Em declarações ao Diário de Notícias, Marisa Matias lamenta que os refugiados desalojados na sequência do incêndio de setembro no campo de Moria, na ilha grega de Lesbos, continuem em "situações desumanas e de desespero”. E se as condições já eram muito más, conseguiram piorar nos últimos dias com a chegada na chuva. 

"Estamos a falar de pessoas que não têm acesso a coisas tão básicas como sanitários, água ou comida, ou medicamentos", explicou a eurodeputada pelo Bloco de Esquerda e candidata à presidência da República. Marisa visitou o local há duas semanas e testemunhou "as condições de vida indignas” daqueles que ali se encontram. 

Entre os refugiados, 40% são crianças e entre eslas há cerca de 400 menores não acompanhados. 

Após o incêndio e a evacuação do local, intensificaram-se as "ameaças permanentes das milícias de extrema direita", relata a eurodeputada do Bloco.

De acordo com as declarações de Balazs Ujvari, porta voz da Comissão Europeia para a resposta de emergência, também citada pelo Diário de Notícias, nos dias que se seguiram ao incêndio, Bruxelas mobilizou "120 mil artigos de ajuda de emergência provenientes de 14 países europeus”. 

Entre os artigos constavam “materiais de abrigo, incluindo tendas, cobertores e sacos-cama, mas também casas de banho móveis e químicas, produtos de lavagem ou painéis solares, apenas para dar alguns exemplos”, explicou Ujvari. 

Porém, a eurodeputada bloquista denuncia que no local falta praticamente tudo, embora reconheça a “boa-vontade" de todos os que trabalharam em tempo recorde, sobretudo as “ONG que estão no terreno”. 

"Não se pode pôr crianças durante 12 horas debaixo de um calor intenso do sol, sem água, sem casa de banho sem comida, para poderem ter o registo para entrar num sítio, onde não vão ter comida, não vão ter medicamentos, não vão ter a casa de banho, ou têm muito poucas", relata Marisa ao DN, sublinhando que "havia uma casa de banho para cada 500 pessoas”.

E embora a ajuda que esteja a chegar seja importante, trata-se de “uma ajuda falsa”, pois "onde se podia ajudar, verdadeiramente, seria na mudança da política de asilo que temos na União Europeia”.
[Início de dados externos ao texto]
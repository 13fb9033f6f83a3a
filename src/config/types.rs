//! Configuration types for the attendance metrics engine.
//!
//! This module contains the strongly-typed settings structures that are
//! deserialized from the YAML settings file.

use serde::Deserialize;

/// A schedule expressed as `HH:MM` strings, as stored in configuration.
#[derive(Debug, Clone, Deserialize)]
pub struct ScheduleTimes {
    /// Scheduled start time, 24-hour `HH:MM`.
    pub start: String,
    /// Scheduled end time, 24-hour `HH:MM`.
    pub end: String,
}

/// The engine settings loaded from YAML.
///
/// The default schedule is applied by entry points when a punch arrives
/// without an employee schedule attached.
#[derive(Debug, Clone, Deserialize)]
pub struct EngineSettings {
    /// Fallback schedule for employees without one of their own.
    pub default_schedule: ScheduleTimes,
}
//! Time-of-day parsing and extraction.
//!
//! This module converts `HH:MM` schedule strings and punch timestamps into
//! minute-of-day values, the unit every downstream calculation works in.

use chrono::{NaiveDateTime, Timelike};

use crate::error::{EngineError, EngineResult};

/// Number of minutes in a calendar day.
pub const MINUTES_PER_DAY: u32 = 24 * 60;

/// Parses a 24-hour `HH:MM` string into minutes since midnight.
///
/// # Errors
///
/// Returns [`EngineError::InvalidTimeFormat`] when the separator is missing,
/// a field is not numeric, or the hour/minute is out of range.
///
/// # Example
///
/// ```
/// use attendance_engine::calculation::parse_time_to_minutes;
///
/// assert_eq!(parse_time_to_minutes("09:00").unwrap(), 540);
/// assert_eq!(parse_time_to_minutes("00:00").unwrap(), 0);
/// assert_eq!(parse_time_to_minutes("12:30").unwrap(), 750);
/// assert!(parse_time_to_minutes("24:00").is_err());
/// ```
pub fn parse_time_to_minutes(value: &str) -> EngineResult<u32> {
    let invalid = |message: &str| EngineError::InvalidTimeFormat {
        value: value.to_string(),
        message: message.to_string(),
    };

    let (hours, minutes) = value.split_once(':').ok_or_else(|| invalid("expected HH:MM"))?;
    let hours: u32 = hours.parse().map_err(|_| invalid("hour is not a number"))?;
    let minutes: u32 = minutes.parse().map_err(|_| invalid("minute is not a number"))?;

    if hours > 23 {
        return Err(invalid("hour out of range 0-23"));
    }
    if minutes > 59 {
        return Err(invalid("minute out of range 0-59"));
    }

    Ok(hours * 60 + minutes)
}

/// Returns the wall-clock minute-of-day of a timestamp, in [0, 1440).
///
/// Seconds are ignored: the minute-of-day identifies the minute the
/// timestamp falls in, which is what lateness, undertime and the
/// night-differential grid are defined over.
pub fn minute_of_day(timestamp: NaiveDateTime) -> u32 {
    timestamp.hour() * 60 + timestamp.minute()
}

#[cfg(test)]
mod tests {
    use super::*;
    use chrono::NaiveDate;

    /// TOD-001: reference values
    #[test]
    fn test_parse_reference_values() {
        assert_eq!(parse_time_to_minutes("09:00").unwrap(), 540);
        assert_eq!(parse_time_to_minutes("18:00").unwrap(), 1080);
        assert_eq!(parse_time_to_minutes("00:00").unwrap(), 0);
        assert_eq!(parse_time_to_minutes("12:30").unwrap(), 750);
    }

    /// TOD-002: extremes of the valid domain
    #[test]
    fn test_parse_domain_extremes() {
        assert_eq!(parse_time_to_minutes("23:59").unwrap(), 1439);
        assert_eq!(parse_time_to_minutes("00:01").unwrap(), 1);
    }

    #[test]
    fn test_parse_rejects_missing_separator() {
        let error = parse_time_to_minutes("0900").unwrap_err();
        assert_eq!(
            error.to_string(),
            "Invalid time string '0900': expected HH:MM"
        );
    }

    #[test]
    fn test_parse_rejects_wrong_separator() {
        assert!(parse_time_to_minutes("09.00").is_err());
        assert!(parse_time_to_minutes("09-00").is_err());
    }

    #[test]
    fn test_parse_rejects_non_numeric_fields() {
        assert!(parse_time_to_minutes("aa:00").is_err());
        assert!(parse_time_to_minutes("09:bb").is_err());
        assert!(parse_time_to_minutes(":").is_err());
    }

    #[test]
    fn test_parse_rejects_out_of_range() {
        assert!(parse_time_to_minutes("24:00").is_err());
        assert!(parse_time_to_minutes("09:60").is_err());
    }

    #[test]
    fn test_parse_rejects_trailing_seconds() {
        // "09:00:00" splits into "09" and "00:00"; the minute field fails.
        assert!(parse_time_to_minutes("09:00:00").is_err());
    }

    #[test]
    fn test_minute_of_day_ignores_seconds() {
        let timestamp = NaiveDate::from_ymd_opt(2024, 1, 15)
            .unwrap()
            .and_hms_opt(9, 30, 59)
            .unwrap();
        assert_eq!(minute_of_day(timestamp), 570);
    }

    #[test]
    fn test_minute_of_day_at_midnight() {
        let timestamp = NaiveDate::from_ymd_opt(2024, 1, 15)
            .unwrap()
            .and_hms_opt(0, 0, 0)
            .unwrap();
        assert_eq!(minute_of_day(timestamp), 0);
    }
}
Para a candidata à presidência, é importante "pôr fim a acordos - como o acordo com a Turquia -, que está a deixar tanta gente refém", em particular "porque os refugiados sírios que estão em Lesbos não podem sequer iniciar um processo de pedido de asilo". Isto acontece porque a base jurídica existente é a do acordo da União Europeia com a Turquia. Assim, para iniciar o pedido de asilo os refugiados "terão que estar na Turquia e não no território europeu, como é o caso de Lesbos”.

A Comissão Europeia está agora a preparar um conjunto de propostas que visam criar um sistema mais previsível e fiável de gestão das migrações na Europa. Mas este projeto não está isento de críticas.
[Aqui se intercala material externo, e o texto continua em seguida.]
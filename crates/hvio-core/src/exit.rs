//! VM-exit entry point for `IN`/`OUT` instructions.

use crate::dispatch::{emulate_io, IoResolution};
use crate::error::{IoEmulError, Result};
use crate::post::emulate_pio_post;
use crate::request::{size_mask, IoAccess};
use crate::vcpu::{Gpr, Vcpu};
use crate::vm::Vm;

/// Exit information the trap layer reads from the VMCS for an I/O instruction exit.
#[derive(Debug, Clone, Copy, PartialEq, Eq)]
pub struct IoExitInfo {
    pub qualification: u64,
    /// Length of the trapping instruction in bytes.
    pub inst_len: u8,
}

impl IoExitInfo {
    const SIZE_MASK: u64 = 0x7;
    const DIRECTION_IN: u64 = 1 << 3;
    const STRING: u64 = 1 << 4;
    const REP: u64 = 1 << 5;
    const PORT_SHIFT: u32 = 16;

    /// Builds the qualification the hardware would report for a plain `IN`/`OUT`.
    pub fn new(port: u16, size: u8, is_in: bool, inst_len: u8) -> Self {
        let mut qualification = (u64::from(port) << Self::PORT_SHIFT)
            | (u64::from(size.saturating_sub(1)) & Self::SIZE_MASK);
        if is_in {
            qualification |= Self::DIRECTION_IN;
        }
        Self {
            qualification,
            inst_len,
        }
    }

    pub fn size(&self) -> u8 {
        (self.qualification & Self::SIZE_MASK) as u8 + 1
    }

    pub fn is_in(&self) -> bool {
        self.qualification & Self::DIRECTION_IN != 0
    }

    pub fn is_string(&self) -> bool {
        self.qualification & Self::STRING != 0
    }

    pub fn is_rep(&self) -> bool {
        self.qualification & Self::REP != 0
    }

    pub fn port(&self) -> u16 {
        (self.qualification >> Self::PORT_SHIFT) as u16
    }
}

/// What the vCPU loop should do after handling an exit.
#[derive(Debug, Clone, Copy, PartialEq, Eq)]
pub enum VmExitAction {
    /// Re-enter the guest.
    Resume,
    /// The vCPU is paused until its request is post-processed.
    Suspend,
}

/// Handles an I/O instruction exit.
///
/// A port the VM may access directly is resumed untouched, so the instruction re-executes
/// against hardware. Otherwise the access is emulated and RIP moves past the instruction.
pub fn pio_instr_vmexit_handler(
    vm: &Vm,
    vcpu: &mut Vcpu,
    exit: IoExitInfo,
) -> Result<VmExitAction> {
    if exit.is_string() || exit.is_rep() {
        tracing::warn!(
            vm_id = vm.id(),
            vcpu_id = vcpu.id(),
            port = exit.port(),
            "string port I/O is not emulated"
        );
        return Err(IoEmulError::InvalidArgument("string port I/O"));
    }
    let (port, size) = (exit.port(), exit.size());
    if !matches!(size, 1 | 2 | 4) {
        return Err(IoEmulError::InvalidArgument("port I/O size must be 1, 2 or 4"));
    }
    if vm.is_pio_passthrough(port, size) {
        return Ok(VmExitAction::Resume);
    }

    let access = if exit.is_in() {
        IoAccess::pio_read(port, size)
    } else {
        let value = vcpu.regs.get(Gpr::Rax) & size_mask(size);
        IoAccess::pio_write(port, size, value as u32)
    };
    vcpu.set_io_request(access)?;

    let action = match emulate_io(vm, vcpu)? {
        IoResolution::Completed => {
            emulate_pio_post(vcpu)?;
            VmExitAction::Resume
        }
        IoResolution::Deferred(_) => {
            vcpu.pause();
            VmExitAction::Suspend
        }
    };
    vcpu.regs.rip = vcpu.regs.rip.wrapping_add(u64::from(exit.inst_len));
    Ok(action)
}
No debate parlamentar em que a Comissão apresentou a proposta, vários eurodeputados admitiram que a iniciativa representa "um passo positivo". Outros consideram até que é "o único caminho a seguir para sair da situação atual", refere uma nota do Parlamento Europeu.

Porém, a dúvida sobre se "o desastre humanitário, como o recente incêndio no campo de refugiados de Moria", pode repetir-se, ficou por esclarecer. Houve também quem questionasse se os novos procedimentos de rastreio e controlo nas fronteiras "vão respeitar os direitos fundamentais”.

Marisa Matias considera que a proposta da Comissão não é mais que "uma continuidade daquilo que temos". Será até "muito pior em outras dimensões, como é o caso de deixar de haver uma obrigatoriedade dos Estados-Membros para receber refugiados e passar a ser por via de uma troca monetária de 10 mil euros por cada refugiado, que recebam. Ou seja, os direitos humanos e o direito internacional, tudo à venda".